___ EXERCISE MATERIAL

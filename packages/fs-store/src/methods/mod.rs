//! One handler per verb.
//!
//! Handlers run with the request's lock already held. Sub-requests against
//! the same resource go back through [`FsStore::fetch_with`](crate::FsStore::fetch_with) with the lock
//! ignored; sub-requests against other resources lock as usual.

pub(crate) mod copy;
pub(crate) mod delete;
pub(crate) mod get;
pub(crate) mod head;
pub(crate) mod options;
pub(crate) mod post;
pub(crate) mod put;

use http::HeaderMap;
use httpfs_core::headers::ENTITY_HEADERS;
use httpfs_core::Method;

use crate::fs::Primitive;

/// Verbs in the order the `Allow` header lists them.
pub(crate) const ALLOW_ORDER: [Method; 7] = [
    Method::Copy,
    Method::Delete,
    Method::Get,
    Method::Head,
    Method::Options,
    Method::Post,
    Method::Put,
];

/// Primitives a verb cannot work without. Directory primitives are missing
/// from this table: without them the verb stays enabled and answers 501 for
/// directories.
pub(crate) fn required_primitives(method: &Method) -> &'static [Primitive] {
    match method {
        Method::Head => &[Primitive::Stat],
        Method::Get => &[Primitive::Stat, Primitive::ReadFile],
        Method::Put | Method::Post => &[Primitive::Stat, Primitive::WriteFile],
        Method::Delete => &[Primitive::Stat, Primitive::Unlink],
        Method::Copy => &[Primitive::Stat, Primitive::ReadFile, Primitive::WriteFile],
        Method::Options => &[],
        Method::Other(_) => &[],
    }
}

/// `headers` without the entity headers of the body they came with, nor any
/// of `extra`.
pub(crate) fn without_entity_headers(headers: &HeaderMap, extra: &[&str]) -> HeaderMap {
    let mut headers = headers.clone();
    for name in ENTITY_HEADERS.iter().chain(extra) {
        headers.remove(*name);
    }
    headers
}
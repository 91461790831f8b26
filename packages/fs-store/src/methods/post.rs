use httpfs_core::headers::is_content_type;
use httpfs_core::{Method, Request, Response};

use crate::content_location::find_available_member;
use crate::error::Result;
use crate::multipart;
use crate::store::{FetchOptions, FsStore};

/// Create a member of the container the request addresses.
///
/// A `multipart/form-data` body becomes one PUT per part. Any other body is
/// PUT under a fresh name, unless the content-location override picks one.
pub(crate) async fn handle(store: &FsStore, request: Request) -> Result<Response> {
    if is_content_type(request.headers(), "multipart/form-data") {
        return multipart::handle(store, request).await;
    }

    let context = store.context();
    let location = match store.locations.override_location(&request, &context).await? {
        Some(location) => location,
        None => find_available_member(request.url(), &context, store.max_name_attempts).await?,
    };
    log::debug!("POST {} creates {}", request.url(), location);

    let put = Request::new(Method::Put, location).with_headers(request.headers().clone());
    let put = match request.into_body() {
        Some(body) => put.with_body(body),
        None => put,
    };
    store.fetch_with(put, FetchOptions::default()).await
}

______

In the records above, locate every line with the string "filename" and copy it.

ANSWER SECTION
filename packages/fs-store/src/methods/mod.rs
filename packages/fs-store/src/methods/post.rs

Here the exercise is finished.